DATA Start Marker
//! Transform outputs and the assembled analysis report.

use ciborium::value::Value;
use serde::{Deserialize, Serialize};
use std::collections::BTreeMap;

/// Per-base occurrence counts over the canonical alphabet.
///
/// Symbols outside {A, T, G, C} cannot occur in a validated sequence, so
/// only these four are tracked.
#[derive(Debug, Clone, Copy, Default, PartialEq, Eq, Serialize, Deserialize)]
pub struct BaseCounts {
    #[serde(rename = "A")]
    pub a: u64,
    #[serde(rename = "T")]
    pub t: u64,
    #[serde(rename = "G")]
    pub g: u64,
    #[serde(rename = "C")]
    pub c: u64,
}

impl BaseCounts {
    /// Sum over all four bases. Equals the sequence length.
    pub fn total(&self) -> u64 {
        self.a + self.t + self.g + self.c
    }
}

/// The result of one transform: a derived sequence, a percentage, or a
/// per-symbol count mapping.
///
/// Serializes untagged so report payloads carry plain strings, numbers,
/// and maps.
#[derive(Debug, Clone, PartialEq, Serialize, Deserialize)]
#[serde(untagged)]
pub enum TransformOutput {
    Sequence(String),
    Percentage(f64),
    Counts(BaseCounts),
}

impl TransformOutput {
    pub fn as_sequence(&self) -> Option<&str> {
        match self {
            Self::Sequence(s) => Some(s),
            _ => None,
        }
    }

    pub fn as_percentage(&self) -> Option<f64> {
        match self {
            Self::Percentage(p) => Some(*p),
            _ => None,
        }
    }

    pub fn as_counts(&self) -> Option<&BaseCounts> {
        match self {
            Self::Counts(c) => Some(c),
            _ => None,
        }
    }
}

/// One pipeline run's outputs, keyed by analysis label.
///
/// Backed by a BTreeMap so iteration order is deterministic; logically the
/// insertion order is irrelevant and canonical payload encoding does not
/// depend on it either.
#[derive(Debug, Clone, Default, PartialEq, Serialize, Deserialize)]
pub struct AnalysisReport(pub BTreeMap<String, TransformOutput>);

impl AnalysisReport {
    pub fn new() -> Self {
        Self::default()
    }

    pub fn insert(&mut self, label: impl Into<String>, output: TransformOutput) {
        self.0.insert(label.into(), output);
    }

    pub fn get(&self, label: &str) -> Option<&TransformOutput> {
        self.0.get(label)
    }

    pub fn len(&self) -> usize {
        self.0.len()
    }

    pub fn is_empty(&self) -> bool {
        self.0.is_empty()
    }

    /// Convert the report into a structured record payload.
    pub fn to_payload(&self) -> Value {
        Value::serialized(self).expect("report contains only CBOR-representable values")
    }
}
DATA End Marker
(EXERCISE DESCRIPTION) Search the listing for the string "four". Copy each line where it turns up.

(ANSWER BOX)
/// only these four are tracked.
    /// Sum over all four bases. Equals the sequence length.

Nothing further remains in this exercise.